Axiom and Asia Alternatives have become bigger, but otherwise, they are largely the same. Predictions that they would team up with larger sponsors to tackle that increasingly complex and competitive market haven’t come to pass. Moreover, there is a dash of new – or recycled – blood in the US dollar-denominated fund-of-funds space, with Unicorn Capital Partners and Roc Partners, spinouts from Emerald Hill and Macquarie, respectively. Both pursue very specific strategies.
Axiom’s most recent fund closed at $1.8 billion, up from $1.5 billion in the previous vintage and $1 billion in the vintage before that. Asia Alternatives, which is said to be in the process of raising its latest vehicle, raised $1.8 billion in each of the last two vintages and $1.5 billion in the one before that, spread across co-mingled fund-of-funds and separately managed accounts (SMAs). Clearly, they still have a role to play for many LPs and, though it has changed over time, it’s remarkable how little.

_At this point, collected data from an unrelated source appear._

//! # Shared Types Crate
//!
//! Chain entities shared between the consensus core and its collaborators
//! (round computation, block assembly, the block pipeline, networking).
//!
//! ## Design Principles
//!
//! - **Single Source of Truth**: every cross-crate type is defined here.
//! - **Consensus view only**: headers carry just the fields voting needs;
//!   transactions and state stay with the block assembler.

pub mod entities;

pub use entities::*;
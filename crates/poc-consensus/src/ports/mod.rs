//! Ports layer (Hexagonal Architecture)
//!
//! - Inbound: the API the host node drives (network handlers, block sync,
//!   the packing scheduler)
//! - Outbound: collaborators the consensus core depends on

pub mod inbound;
pub mod outbound;

pub use inbound::ConsensusApi;
pub use outbound::{
    BlockAssembler, BlockPipeline, ChainStatus, NetworkGateway, PackingRequest, RoundProvider,
    SubnetJoinRequest, VoteSigner,
};
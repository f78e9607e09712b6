//! Recently verified results, kept to answer `getVoteResult` requests.

use super::message::ResultMessage;
use parking_lot::Mutex;
use shared_crypto::Hash;
use std::collections::{HashMap, VecDeque};

/// FIFO-bounded map from block hash to its verified result.
pub struct ResultCache {
    capacity: usize,
    inner: Mutex<CacheInner>,
}

#[derive(Default)]
struct CacheInner {
    order: VecDeque<Hash>,
    entries: HashMap<Hash, ResultMessage>,
}

impl ResultCache {
    pub fn new(capacity: usize) -> Self {
        Self {
            capacity: capacity.max(1),
            inner: Mutex::new(CacheInner::default()),
        }
    }

    /// Store a result, evicting the oldest entry when full.
    pub fn insert(&self, result: ResultMessage) {
        let hash = result.block_hash();
        let mut inner = self.inner.lock();
        if inner.entries.insert(hash, result).is_some() {
            return;
        }
        inner.order.push_back(hash);
        while inner.order.len() > self.capacity {
            if let Some(oldest) = inner.order.pop_front() {
                inner.entries.remove(&oldest);
            }
        }
    }

    pub fn get(&self, block_hash: &Hash) -> Option<ResultMessage> {
        self.inner.lock().entries.get(block_hash).cloned()
    }

    pub fn len(&self) -> usize {
        self.inner.lock().entries.len()
    }

    pub fn is_empty(&self) -> bool {
        self.len() == 0
    }
}
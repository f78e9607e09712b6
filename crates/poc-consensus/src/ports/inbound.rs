//! Driving ports (Inbound API)

use crate::domain::Round;
use crate::ports::PackingRequest;
use async_trait::async_trait;
use shared_types::{BlockHeader, PeerId};

/// Entry points of the consensus core.
///
/// Message handlers never fail toward the caller: malformed or invalid
/// input is logged, counted and dropped.
#[async_trait]
pub trait ConsensusApi: Send + Sync {
    /// A `vote` payload arrived from `peer`.
    fn on_vote_message(&self, peer: PeerId, payload: &[u8]);

    /// A `voteResult` payload arrived from `peer`.
    fn on_result_message(&self, peer: PeerId, payload: &[u8]);

    /// A `getVoteResult` request arrived from `peer`. Answered from the
    /// result cache; unknown hashes get no reply.
    async fn on_result_request(&self, peer: PeerId, payload: &[u8]);

    /// A block for the current round became available (received or
    /// assembled). May open voting and cast this node's pre-vote.
    async fn on_new_block(&self, header: BlockHeader);

    /// Queue a packing request for this node's slot. Returns `false` if the
    /// node is not participating or the packing queue is full.
    fn schedule_packing(&self, request: PackingRequest) -> bool;

    /// True if this node saw a pre-vote quorum for `height` in ballot
    /// `vote_round_index`.
    fn is_stage_one_confirmed(&self, height: u64, vote_round_index: u64) -> bool;

    /// The round this node is currently voting in, if participating.
    fn active_round(&self) -> Option<Round>;
}
//! Consensus configuration and validation
//!
//! # Example
//!
//! ```ignore
//! use poc_consensus::ConsensusConfig;
//!
//! let config = ConsensusConfig::default()
//!     .with_chain_id(2)
//!     .with_byzantine_rate(75)
//!     .with_env_overrides();
//! config.validate()?;
//! ```

use crate::error::{ConsensusError, ConsensusResult};
use serde::{Deserialize, Serialize};
use shared_crypto::Secp256k1PublicKey;
use shared_types::{Address, ChainId};
use std::env;
use std::str::FromStr;
use std::time::Duration;

/// Consensus configuration
///
/// Queue capacities bound every hand-off between worker tasks. Guard sizes
/// bound the duplicate-detection windows.
#[derive(Clone, Debug, Serialize, Deserialize)]
#[serde(default)]
pub struct ConsensusConfig {
    /// Chain this node votes on.
    pub chain_id: ChainId,
    /// Quorum threshold in percent. A stage completes once
    /// `votes * 100 > byzantine_rate_percent * member_count`.
    pub byzantine_rate_percent: u8,
    /// Seed node addresses; their votes are accepted even outside the round.
    pub seed_addresses: Vec<Address>,
    /// Seed node public keys (hex, compressed), announced on subnet join.
    pub seed_public_keys: Vec<String>,
    pub vote_queue_capacity: usize,
    pub stage_one_queue_capacity: usize,
    pub stage_two_queue_capacity: usize,
    pub result_queue_capacity: usize,
    pub packing_queue_capacity: usize,
    /// Window of the remote-vote duplicate guard.
    pub vote_guard_size: usize,
    /// Window of the result-message duplicate guard (keyed by block hash).
    pub result_guard_size: usize,
    /// Window of the stage-one-confirmed recorder.
    pub confirmed_guard_size: usize,
    /// Number of verified results kept to answer `getVoteResult` requests.
    pub result_cache_capacity: usize,
    /// Driver polling interval in milliseconds.
    pub poll_interval_ms: u64,
}

impl Default for ConsensusConfig {
    fn default() -> Self {
        Self {
            chain_id: 1,
            byzantine_rate_percent: 66,
            seed_addresses: Vec::new(),
            seed_public_keys: Vec::new(),
            vote_queue_capacity: 10_000,
            stage_one_queue_capacity: 256,
            stage_two_queue_capacity: 256,
            result_queue_capacity: 256,
            packing_queue_capacity: 16,
            vote_guard_size: 10_000,
            result_guard_size: 1_000,
            confirmed_guard_size: 1_000,
            result_cache_capacity: 128,
            poll_interval_ms: 1_000,
        }
    }
}

impl ConsensusConfig {
    /// Default configuration overlaid with `POC_*` environment variables.
    pub fn from_env() -> Self {
        Self::default().with_env_overrides()
    }

    /// Overlay `POC_CHAIN_ID`, `POC_BYZANTINE_RATE`, `POC_POLL_INTERVAL_MS`
    /// and `POC_VOTE_QUEUE_CAPACITY`. Unparseable values are ignored.
    pub fn with_env_overrides(mut self) -> Self {
        if let Some(v) = env_parse("POC_CHAIN_ID") {
            self.chain_id = v;
        }
        if let Some(v) = env_parse("POC_BYZANTINE_RATE") {
            self.byzantine_rate_percent = v;
        }
        if let Some(v) = env_parse("POC_POLL_INTERVAL_MS") {
            self.poll_interval_ms = v;
        }
        if let Some(v) = env_parse("POC_VOTE_QUEUE_CAPACITY") {
            self.vote_queue_capacity = v;
        }
        self
    }

    /// Parse and validate a JSON document. Missing fields take their
    /// defaults.
    pub fn from_json(json: &str) -> ConsensusResult<Self> {
        let config: Self = serde_json::from_str(json)
            .map_err(|e| ConsensusError::InvalidConfig(e.to_string()))?;
        config.validate()?;
        Ok(config)
    }

    /// Validate configuration bounds
    pub fn validate(&self) -> ConsensusResult<()> {
        if !(1..=99).contains(&self.byzantine_rate_percent) {
            return Err(ConsensusError::InvalidConfig(format!(
                "byzantine_rate_percent must be within 1..=99, got {}",
                self.byzantine_rate_percent
            )));
        }

        let capacities = [
            ("vote_queue_capacity", self.vote_queue_capacity),
            ("stage_one_queue_capacity", self.stage_one_queue_capacity),
            ("stage_two_queue_capacity", self.stage_two_queue_capacity),
            ("result_queue_capacity", self.result_queue_capacity),
            ("packing_queue_capacity", self.packing_queue_capacity),
            ("vote_guard_size", self.vote_guard_size),
            ("result_guard_size", self.result_guard_size),
            ("confirmed_guard_size", self.confirmed_guard_size),
            ("result_cache_capacity", self.result_cache_capacity),
        ];
        for (name, value) in capacities {
            if value == 0 {
                return Err(ConsensusError::InvalidConfig(format!(
                    "{name} cannot be 0"
                )));
            }
        }

        if self.poll_interval_ms == 0 {
            return Err(ConsensusError::InvalidConfig(
                "poll_interval_ms cannot be 0".to_string(),
            ));
        }

        self.parsed_seed_public_keys()?;
        Ok(())
    }

    /// Decode the configured seed public keys.
    pub fn parsed_seed_public_keys(&self) -> ConsensusResult<Vec<Secp256k1PublicKey>> {
        self.seed_public_keys
            .iter()
            .map(|encoded| -> ConsensusResult<Secp256k1PublicKey> {
                let bytes = hex::decode(encoded).map_err(|e| {
                    ConsensusError::InvalidConfig(format!("seed public key {encoded}: {e}"))
                })?;
                let bytes: [u8; 33] = bytes.try_into().map_err(|_| {
                    ConsensusError::InvalidConfig(format!(
                        "seed public key {encoded} is not 33 bytes"
                    ))
                })?;
                Ok(Secp256k1PublicKey::from_bytes(bytes)?)
            })
            .collect()
    }

    /// True if the address belongs to a configured seed node.
    pub fn is_seed(&self, address: &Address) -> bool {
        self.seed_addresses.contains(address)
    }

    /// Driver polling interval.
    pub fn poll_interval(&self) -> Duration {
        Duration::from_millis(self.poll_interval_ms)
    }

    /// Builder-style method to set the chain id
    pub fn with_chain_id(mut self, chain_id: ChainId) -> Self {
        self.chain_id = chain_id;
        self
    }

    /// Builder-style method to set the byzantine rate
    pub fn with_byzantine_rate(mut self, percent: u8) -> Self {
        self.byzantine_rate_percent = percent;
        self
    }

    /// Builder-style method to register seed nodes
    pub fn with_seeds(mut self, seeds: &[Secp256k1PublicKey]) -> Self {
        for key in seeds {
            self.seed_addresses.push(key.to_address());
            self.seed_public_keys.push(hex::encode(key.as_bytes()));
        }
        self
    }

    /// Builder-style method to set the driver polling interval
    pub fn with_poll_interval(mut self, interval: Duration) -> Self {
        self.poll_interval_ms = interval.as_millis() as u64;
        self
    }

    /// Builder-style method to set the remote vote guard window
    pub fn with_vote_guard_size(mut self, size: usize) -> Self {
        self.vote_guard_size = size;
        self
    }
}

fn env_parse<T: FromStr>(key: &str) -> Option<T> {
    env::var(key).ok().and_then(|v| v.trim().parse().ok())
}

When Asia Alternatives started, the founders were warned that LPs would graduate and move beyond them. After each of the last two fundraises, AVCJ asked the team whether they were finally seeing this happen. The response has run along the lines of: Some LPs are handling more investments in Asia directly, and a minority of them are opening local offices in some cases, but we are surprised by how few. Perhaps it is worth bearing in mind that relatively few non-Asian institutions have direct exposure to Asian managers and most of those are relying on pan-regional players.
Even among the more Asia-philic, there is still demand. On why he continues to use these fund-of-funds, one investment professional with a North American pension plan that has a reasonable amount of China exposure, highlighted his small team, the value of having someone on the ground who can contribute to due diligence, and the information that comes through the fund-of-funds manager network. Another LP, with a larger internal team, said he wanted more exposure to emerging managers who are too early in their development to be direct relationships.
For now, at least, the selling points remain.